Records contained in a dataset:
++++++++

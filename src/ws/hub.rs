//! Connection and room membership registry.
//!
//! [`ConnectionHub`] is the single owner of live connections. Both maps
//! (connection → rooms, room → connections) sit behind one
//! [`tokio::sync::RwLock`], so a join, leave or close is never observed
//! half-applied. No I/O happens under the lock: frames are handed to each
//! connection's bounded queue with `try_send`, and the connection task
//! does the actual socket write.

use std::collections::{HashMap, HashSet};

use async_trait::async_trait;
use axum::extract::ws::Message;
use chrono::{DateTime, Utc};
use serde_json::Value;
use tokio::sync::{RwLock, mpsc};

use super::messages::WsMessage;
use crate::auth::Principal;
use crate::domain::{ConnectionId, DeliveryReport, Destination, MessageName, OutboundMessage, RoomName};
use crate::error::RealtimeError;
use crate::service::Transport;

#[derive(Debug)]
struct ConnectionEntry {
    principal: Principal,
    rooms: HashSet<RoomName>,
    sender: mpsc::Sender<Message>,
    connected_at: DateTime<Utc>,
}

#[derive(Debug, Default)]
struct HubInner {
    connections: HashMap<ConnectionId, ConnectionEntry>,
    rooms: HashMap<RoomName, HashSet<ConnectionId>>,
}

/// Read-only view of one connection.
#[derive(Debug, Clone, PartialEq, Eq)]
pub struct ConnectionInfo {
    /// Connection id.
    pub id: ConnectionId,
    /// Owning principal.
    pub principal: Principal,
    /// Joined rooms, sorted.
    pub rooms: Vec<RoomName>,
    /// When the connection was registered.
    pub connected_at: DateTime<Utc>,
}

/// Registry of live connections and their room memberships.
#[derive(Debug)]
pub struct ConnectionHub {
    inner: RwLock<HubInner>,
    buffer: usize,
}

impl ConnectionHub {
    /// Creates an empty hub whose per-connection queues hold `buffer` frames.
    #[must_use]
    pub fn new(buffer: usize) -> Self {
        Self {
            inner: RwLock::new(HubInner::default()),
            buffer: buffer.max(1),
        }
    }

    /// Registers a connection for `principal` with no rooms.
    ///
    /// The returned receiver is the connection's outbound queue; the
    /// connection task drains it into the socket.
    pub async fn register(&self, principal: Principal) -> (ConnectionId, mpsc::Receiver<Message>) {
        let (sender, receiver) = mpsc::channel(self.buffer);
        let id = ConnectionId::new();
        let user_id = principal.user_id;
        self.inner.write().await.connections.insert(
            id,
            ConnectionEntry {
                principal,
                rooms: HashSet::new(),
                sender,
                connected_at: Utc::now(),
            },
        );
        tracing::debug!(connection_id = %id, user_id, "connection registered");
        (id, receiver)
    }

    /// Adds `id` to `room`. Joining a room twice is a no-op.
    ///
    /// Returns `true` if the membership is new.
    ///
    /// # Errors
    ///
    /// Returns [`RealtimeError::ConnectionNotFound`] if `id` is not registered.
    pub async fn join(&self, id: ConnectionId, room: &RoomName) -> Result<bool, RealtimeError> {
        let mut inner = self.inner.write().await;
        let entry = inner
            .connections
            .get_mut(&id)
            .ok_or(RealtimeError::ConnectionNotFound(id))?;
        if !entry.rooms.insert(room.clone()) {
            return Ok(false);
        }
        inner.rooms.entry(room.clone()).or_default().insert(id);
        tracing::debug!(connection_id = %id, %room, "joined room");
        Ok(true)
    }

    /// Removes `id` from `room`, deleting the room once it is empty.
    ///
    /// Returns `true` if the connection was a member.
    ///
    /// # Errors
    ///
    /// Returns [`RealtimeError::ConnectionNotFound`] if `id` is not registered.
    pub async fn leave(&self, id: ConnectionId, room: &RoomName) -> Result<bool, RealtimeError> {
        let mut inner = self.inner.write().await;
        let entry = inner
            .connections
            .get_mut(&id)
            .ok_or(RealtimeError::ConnectionNotFound(id))?;
        if !entry.rooms.remove(room) {
            return Ok(false);
        }
        remove_member(&mut inner.rooms, room, id);
        tracing::debug!(connection_id = %id, %room, "left room");
        Ok(true)
    }

    /// Forgets `id` and every membership it held, in one step.
    ///
    /// Closing an unknown connection is a no-op and returns `false`.
    pub async fn close(&self, id: ConnectionId) -> bool {
        let mut inner = self.inner.write().await;
        let Some(entry) = inner.connections.remove(&id) else {
            return false;
        };
        for room in &entry.rooms {
            remove_member(&mut inner.rooms, room, id);
        }
        tracing::debug!(
            connection_id = %id,
            user_id = entry.principal.user_id,
            rooms = entry.rooms.len(),
            "connection closed"
        );
        true
    }

    /// Queues `message` for every connection in its destination.
    ///
    /// Each connection receives the frame at most once, even when it is a
    /// member of several target rooms. A full or closed queue only affects
    /// that connection.
    pub async fn deliver(&self, message: &OutboundMessage) -> DeliveryReport {
        let frame = match WsMessage::event(message.name.as_str(), message.payload.clone()).to_frame() {
            Ok(frame) => frame,
            Err(e) => {
                tracing::warn!(event = %message.name, error = %e, "outbound frame could not be encoded");
                return DeliveryReport::default();
            }
        };

        let inner = self.inner.read().await;
        let recipients: HashSet<ConnectionId> = match &message.destination {
            Destination::Everyone => inner.connections.keys().copied().collect(),
            Destination::Rooms(rooms) => rooms
                .iter()
                .filter_map(|room| inner.rooms.get(room))
                .flatten()
                .copied()
                .collect(),
        };

        let mut report = DeliveryReport::default();
        for id in recipients {
            let Some(entry) = inner.connections.get(&id) else {
                continue;
            };
            match entry.sender.try_send(frame.clone()) {
                Ok(()) => report.delivered += 1,
                Err(e) => {
                    let reason = match e {
                        mpsc::error::TrySendError::Full(_) => "outbound queue full",
                        mpsc::error::TrySendError::Closed(_) => "outbound queue closed",
                    };
                    let failure = RealtimeError::TransportFailure {
                        connection_id: id,
                        reason: reason.to_string(),
                    };
                    tracing::debug!(event = %message.name, error = %failure, "delivery skipped");
                    report.failed += 1;
                }
            }
        }
        report
    }

    /// Sends `payload` as `name` to every open connection.
    pub async fn broadcast_all(&self, name: MessageName, payload: Value) -> DeliveryReport {
        self.deliver(&OutboundMessage {
            name,
            payload,
            destination: Destination::Everyone,
        })
        .await
    }

    /// Members of `room`; empty if the room does not exist.
    pub async fn members(&self, room: &RoomName) -> Vec<ConnectionId> {
        self.inner
            .read()
            .await
            .rooms
            .get(room)
            .map(|members| members.iter().copied().collect())
            .unwrap_or_default()
    }

    /// Rooms joined by `id`, sorted.
    ///
    /// # Errors
    ///
    /// Returns [`RealtimeError::ConnectionNotFound`] if `id` is not registered.
    pub async fn rooms_of(&self, id: ConnectionId) -> Result<Vec<RoomName>, RealtimeError> {
        let inner = self.inner.read().await;
        let entry = inner
            .connections
            .get(&id)
            .ok_or(RealtimeError::ConnectionNotFound(id))?;
        let mut rooms: Vec<RoomName> = entry.rooms.iter().cloned().collect();
        rooms.sort();
        Ok(rooms)
    }

    /// Snapshot of one connection.
    pub async fn info(&self, id: ConnectionId) -> Option<ConnectionInfo> {
        let inner = self.inner.read().await;
        let entry = inner.connections.get(&id)?;
        let mut rooms: Vec<RoomName> = entry.rooms.iter().cloned().collect();
        rooms.sort();
        Some(ConnectionInfo {
            id,
            principal: entry.principal.clone(),
            rooms,
            connected_at: entry.connected_at,
        })
    }

    /// Number of open connections.
    pub async fn connection_count(&self) -> usize {
        self.inner.read().await.connections.len()
    }

    /// Number of non-empty rooms.
    pub async fn room_count(&self) -> usize {
        self.inner.read().await.rooms.len()
    }
}

fn remove_member(rooms: &mut HashMap<RoomName, HashSet<ConnectionId>>, room: &RoomName, id: ConnectionId) {
    if let Some(members) = rooms.get_mut(room) {
        members.remove(&id);
        if members.is_empty() {
            rooms.remove(room);
        }
    }
}

#[async_trait]
impl Transport for ConnectionHub {
    async fn deliver(&self, message: &OutboundMessage) -> DeliveryReport {
        Self::deliver(self, message).await
    }
}

#[cfg(test)]
#[allow(clippy::panic)]
mod tests {
    use serde_json::json;

    use super::*;
    use crate::domain::{Audience, RoomRouter};

    fn room(audience: Audience) -> RoomName {
        let Ok(room) = RoomRouter::room(audience) else {
            panic!("{audience:?} has a room");
        };
        room
    }

    fn to_rooms(audiences: &[Audience]) -> OutboundMessage {
        OutboundMessage {
            name: MessageName::PresenceUpdated,
            payload: json!({"gymId": 1, "currentCount": 4}),
            destination: RoomRouter::resolve_all(audiences),
        }
    }

    fn frame_text(message: Message) -> String {
        let Message::Text(text) = message else {
            panic!("expected a text frame");
        };
        text.as_str().to_owned()
    }

    #[tokio::test]
    async fn join_is_idempotent_and_requires_registration() {
        let hub = ConnectionHub::new(8);
        let (id, _rx) = hub.register(Principal::new(1, "a@b.c", vec![])).await;
        let gym = room(Audience::Gym(5));

        assert!(matches!(hub.join(id, &gym).await, Ok(true)));
        assert!(matches!(hub.join(id, &gym).await, Ok(false)));
        assert_eq!(hub.members(&gym).await, vec![id]);

        let stranger = ConnectionId::new();
        assert!(matches!(
            hub.join(stranger, &gym).await,
            Err(RealtimeError::ConnectionNotFound(_))
        ));
    }

    #[tokio::test]
    async fn leave_deletes_empty_rooms() {
        let hub = ConnectionHub::new(8);
        let (id, _rx) = hub.register(Principal::new(1, "a@b.c", vec![])).await;
        let gym = room(Audience::Gym(5));
        let _ = hub.join(id, &gym).await;
        assert_eq!(hub.room_count().await, 1);

        assert!(matches!(hub.leave(id, &gym).await, Ok(true)));
        assert!(matches!(hub.leave(id, &gym).await, Ok(false)));
        assert_eq!(hub.room_count().await, 0);
        assert!(hub.members(&gym).await.is_empty());
    }

    #[tokio::test]
    async fn close_removes_every_membership() {
        let hub = ConnectionHub::new(8);
        let (a, _rx_a) = hub.register(Principal::new(1, "a@b.c", vec![])).await;
        let (b, _rx_b) = hub.register(Principal::new(2, "b@b.c", vec![])).await;
        let shared = room(Audience::Gym(1));
        let _ = hub.join(a, &shared).await;
        let _ = hub.join(a, &room(Audience::User(1))).await;
        let _ = hub.join(b, &shared).await;

        assert!(hub.close(a).await);
        assert!(!hub.close(a).await);
        assert_eq!(hub.connection_count().await, 1);
        assert_eq!(hub.room_count().await, 1);
        assert_eq!(hub.members(&shared).await, vec![b]);
        assert!(hub.rooms_of(a).await.is_err());
    }

    #[tokio::test]
    async fn deliver_reaches_each_member_once() {
        let hub = ConnectionHub::new(8);
        let (id, mut rx) = hub.register(Principal::new(1, "a@b.c", vec![])).await;
        let _ = hub.join(id, &room(Audience::User(1))).await;
        let _ = hub.join(id, &room(Audience::UserTokens(1))).await;

        let report = hub
            .deliver(&to_rooms(&[Audience::User(1), Audience::UserTokens(1)]))
            .await;
        assert_eq!(report, DeliveryReport { delivered: 1, failed: 0 });

        let Some(frame) = rx.recv().await else {
            panic!("frame expected");
        };
        let Ok(value) = serde_json::from_str::<Value>(&frame_text(frame)) else {
            panic!("frame is JSON");
        };
        assert_eq!(value["event"], "presence:updated");
        assert_eq!(value["payload"]["currentCount"], 4);
        assert!(rx.try_recv().is_err());
    }

    #[tokio::test]
    async fn deliver_to_empty_room_is_a_no_op() {
        let hub = ConnectionHub::new(8);
        let report = hub.deliver(&to_rooms(&[Audience::Gym(404)])).await;
        assert_eq!(report, DeliveryReport::default());
    }

    #[tokio::test]
    async fn full_queue_fails_only_that_connection() {
        let hub = ConnectionHub::new(1);
        let (slow, _slow_rx) = hub.register(Principal::new(1, "a@b.c", vec![])).await;
        let (fast, mut fast_rx) = hub.register(Principal::new(2, "b@b.c", vec![])).await;
        let gym = room(Audience::Gym(1));
        let _ = hub.join(slow, &gym).await;
        let _ = hub.join(fast, &gym).await;

        let first = hub.deliver(&to_rooms(&[Audience::Gym(1)])).await;
        assert_eq!(first.delivered, 2);
        let _ = fast_rx.recv().await;

        let second = hub.deliver(&to_rooms(&[Audience::Gym(1)])).await;
        assert_eq!(second, DeliveryReport { delivered: 1, failed: 1 });
    }

    #[tokio::test]
    async fn broadcast_reaches_connections_without_rooms() {
        let hub = ConnectionHub::new(8);
        let (_a, mut rx_a) = hub.register(Principal::new(1, "a@b.c", vec![])).await;
        let (_b, mut rx_b) = hub.register(Principal::new(2, "b@b.c", vec![])).await;

        let report = hub
            .broadcast_all(MessageName::SystemAnnouncement, json!({"message": "hi"}))
            .await;
        assert_eq!(report.delivered, 2);
        assert!(rx_a.recv().await.is_some());
        assert!(rx_b.recv().await.is_some());
    }

    #[tokio::test]
    async fn info_reports_sorted_rooms() {
        let hub = ConnectionHub::new(8);
        let (id, _rx) = hub.register(Principal::new(3, "c@b.c", vec![])).await;
        let _ = hub.join(id, &room(Audience::User(3))).await;
        let _ = hub.join(id, &room(Audience::Gym(2))).await;

        let Some(info) = hub.info(id).await else {
            panic!("connection is registered");
        };
        assert_eq!(info.principal.user_id, 3);
        let keys: Vec<&str> = info.rooms.iter().map(RoomName::as_str).collect();
        assert_eq!(keys, vec!["gym:2", "user:3"]);
    }
}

++++++++

### WORK TASK
What is the number of lines in the data that hold the string "frames"? Answer with the number only.

### EXERCISE RESPONSE
2